Try it -
Sift the listing for lines that hold the string "wikipedia" and pull them out.
--------
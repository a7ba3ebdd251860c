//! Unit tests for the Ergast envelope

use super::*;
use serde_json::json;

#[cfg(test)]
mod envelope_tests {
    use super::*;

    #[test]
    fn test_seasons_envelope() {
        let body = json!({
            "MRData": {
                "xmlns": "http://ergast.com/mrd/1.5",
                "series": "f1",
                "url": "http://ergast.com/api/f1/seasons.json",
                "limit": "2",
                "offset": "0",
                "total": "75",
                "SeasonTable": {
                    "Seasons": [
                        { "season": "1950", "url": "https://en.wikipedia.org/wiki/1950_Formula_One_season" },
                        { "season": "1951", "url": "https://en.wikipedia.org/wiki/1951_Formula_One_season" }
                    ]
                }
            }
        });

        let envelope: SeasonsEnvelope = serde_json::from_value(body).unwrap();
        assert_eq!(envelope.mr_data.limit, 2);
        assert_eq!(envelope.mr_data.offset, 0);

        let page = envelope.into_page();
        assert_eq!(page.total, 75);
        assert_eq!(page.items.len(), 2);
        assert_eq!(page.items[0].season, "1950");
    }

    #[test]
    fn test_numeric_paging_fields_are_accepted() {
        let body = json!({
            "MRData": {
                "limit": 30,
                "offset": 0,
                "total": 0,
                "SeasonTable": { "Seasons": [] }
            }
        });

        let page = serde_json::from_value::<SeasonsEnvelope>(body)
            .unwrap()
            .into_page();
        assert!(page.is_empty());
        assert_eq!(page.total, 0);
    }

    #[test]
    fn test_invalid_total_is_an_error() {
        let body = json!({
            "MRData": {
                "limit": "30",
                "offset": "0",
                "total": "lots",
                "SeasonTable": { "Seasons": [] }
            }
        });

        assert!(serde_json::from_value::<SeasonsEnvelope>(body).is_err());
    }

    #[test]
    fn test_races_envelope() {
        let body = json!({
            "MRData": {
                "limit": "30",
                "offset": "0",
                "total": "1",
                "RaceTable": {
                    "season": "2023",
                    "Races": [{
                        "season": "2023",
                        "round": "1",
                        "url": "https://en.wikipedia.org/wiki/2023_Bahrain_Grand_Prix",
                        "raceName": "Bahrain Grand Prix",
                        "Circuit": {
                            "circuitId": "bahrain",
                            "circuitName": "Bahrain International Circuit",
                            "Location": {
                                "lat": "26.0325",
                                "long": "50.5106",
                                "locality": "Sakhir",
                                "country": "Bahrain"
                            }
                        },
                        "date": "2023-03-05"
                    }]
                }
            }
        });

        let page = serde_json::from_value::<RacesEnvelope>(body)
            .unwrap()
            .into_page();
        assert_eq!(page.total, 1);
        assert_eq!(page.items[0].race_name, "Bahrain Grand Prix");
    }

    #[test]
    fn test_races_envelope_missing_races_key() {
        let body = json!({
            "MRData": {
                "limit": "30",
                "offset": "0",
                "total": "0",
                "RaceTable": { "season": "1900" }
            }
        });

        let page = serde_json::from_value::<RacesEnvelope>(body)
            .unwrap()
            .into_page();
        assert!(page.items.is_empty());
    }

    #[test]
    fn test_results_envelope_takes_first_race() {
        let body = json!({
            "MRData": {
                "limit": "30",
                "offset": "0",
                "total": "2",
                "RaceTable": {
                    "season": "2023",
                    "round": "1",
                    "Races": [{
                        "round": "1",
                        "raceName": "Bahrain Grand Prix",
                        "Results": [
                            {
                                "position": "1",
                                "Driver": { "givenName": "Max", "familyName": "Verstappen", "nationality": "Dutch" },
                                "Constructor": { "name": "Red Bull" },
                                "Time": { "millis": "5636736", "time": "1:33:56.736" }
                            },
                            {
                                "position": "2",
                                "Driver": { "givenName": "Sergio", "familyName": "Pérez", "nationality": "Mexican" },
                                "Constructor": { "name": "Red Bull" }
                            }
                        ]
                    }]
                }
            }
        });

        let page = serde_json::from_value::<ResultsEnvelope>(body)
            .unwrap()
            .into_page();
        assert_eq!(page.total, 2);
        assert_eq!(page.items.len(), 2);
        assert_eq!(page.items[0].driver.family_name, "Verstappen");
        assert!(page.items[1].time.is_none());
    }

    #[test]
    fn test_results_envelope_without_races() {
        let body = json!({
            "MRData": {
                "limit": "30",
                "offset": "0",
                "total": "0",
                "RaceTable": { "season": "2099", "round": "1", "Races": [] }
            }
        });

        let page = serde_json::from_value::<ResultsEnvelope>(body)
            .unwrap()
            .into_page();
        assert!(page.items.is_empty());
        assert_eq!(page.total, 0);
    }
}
--------
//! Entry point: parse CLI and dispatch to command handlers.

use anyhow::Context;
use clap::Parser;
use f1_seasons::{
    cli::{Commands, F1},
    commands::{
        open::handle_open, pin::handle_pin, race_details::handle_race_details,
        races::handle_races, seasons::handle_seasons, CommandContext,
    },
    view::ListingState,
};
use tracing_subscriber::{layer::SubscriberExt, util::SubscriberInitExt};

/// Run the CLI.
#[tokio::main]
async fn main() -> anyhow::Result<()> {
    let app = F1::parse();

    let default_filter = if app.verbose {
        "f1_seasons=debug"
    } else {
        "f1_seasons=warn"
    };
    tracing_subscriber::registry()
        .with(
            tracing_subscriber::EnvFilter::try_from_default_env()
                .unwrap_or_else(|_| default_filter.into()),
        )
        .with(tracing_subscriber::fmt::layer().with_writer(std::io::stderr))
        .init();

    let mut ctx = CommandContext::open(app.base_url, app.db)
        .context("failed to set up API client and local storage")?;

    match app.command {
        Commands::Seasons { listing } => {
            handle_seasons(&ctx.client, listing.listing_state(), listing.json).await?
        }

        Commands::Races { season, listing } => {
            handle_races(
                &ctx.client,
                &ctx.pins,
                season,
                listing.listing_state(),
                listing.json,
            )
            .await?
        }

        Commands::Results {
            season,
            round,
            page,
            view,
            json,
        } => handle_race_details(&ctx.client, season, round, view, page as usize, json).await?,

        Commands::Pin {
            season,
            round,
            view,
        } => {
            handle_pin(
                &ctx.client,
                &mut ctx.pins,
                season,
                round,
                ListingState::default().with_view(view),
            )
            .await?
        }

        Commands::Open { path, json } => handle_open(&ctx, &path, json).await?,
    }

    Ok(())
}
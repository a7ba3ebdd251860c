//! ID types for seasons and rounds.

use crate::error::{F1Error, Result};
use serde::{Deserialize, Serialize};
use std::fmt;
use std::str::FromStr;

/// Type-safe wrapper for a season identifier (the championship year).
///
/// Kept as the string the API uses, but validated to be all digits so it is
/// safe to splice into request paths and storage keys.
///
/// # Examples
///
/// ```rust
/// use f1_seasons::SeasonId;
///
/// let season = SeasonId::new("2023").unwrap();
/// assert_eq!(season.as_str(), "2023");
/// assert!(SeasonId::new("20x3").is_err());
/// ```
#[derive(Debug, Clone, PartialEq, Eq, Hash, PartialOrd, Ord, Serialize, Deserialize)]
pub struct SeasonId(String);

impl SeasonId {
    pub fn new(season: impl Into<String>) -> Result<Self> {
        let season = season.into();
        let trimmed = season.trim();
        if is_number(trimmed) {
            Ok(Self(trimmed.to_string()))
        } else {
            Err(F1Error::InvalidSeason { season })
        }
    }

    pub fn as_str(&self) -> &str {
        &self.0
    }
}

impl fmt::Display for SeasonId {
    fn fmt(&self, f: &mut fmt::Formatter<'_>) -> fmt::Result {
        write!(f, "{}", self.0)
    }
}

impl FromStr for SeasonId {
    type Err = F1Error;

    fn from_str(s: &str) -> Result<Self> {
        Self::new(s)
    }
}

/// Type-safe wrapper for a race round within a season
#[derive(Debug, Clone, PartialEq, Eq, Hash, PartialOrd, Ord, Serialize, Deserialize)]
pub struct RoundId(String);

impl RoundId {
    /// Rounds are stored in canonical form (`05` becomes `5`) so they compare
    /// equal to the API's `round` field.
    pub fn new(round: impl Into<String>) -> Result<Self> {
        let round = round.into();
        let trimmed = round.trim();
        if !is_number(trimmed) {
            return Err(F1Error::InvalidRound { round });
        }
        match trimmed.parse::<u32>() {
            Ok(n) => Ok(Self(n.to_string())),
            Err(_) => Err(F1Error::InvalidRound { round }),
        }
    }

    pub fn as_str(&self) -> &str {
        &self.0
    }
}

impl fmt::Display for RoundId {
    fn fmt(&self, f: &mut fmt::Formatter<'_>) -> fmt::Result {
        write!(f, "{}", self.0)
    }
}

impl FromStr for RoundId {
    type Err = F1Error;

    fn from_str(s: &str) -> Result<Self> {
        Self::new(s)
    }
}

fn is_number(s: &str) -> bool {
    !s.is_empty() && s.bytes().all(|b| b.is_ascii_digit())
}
--------
Answer area -
                        { "season": "1950", "url": "https://en.wikipedia.org/wiki/1950_Formula_One_season" },
                        { "season": "1951", "url": "https://en.wikipedia.org/wiki/1951_Formula_One_season" }
                        "url": "https://en.wikipedia.org/wiki/2023_Bahrain_Grand_Prix",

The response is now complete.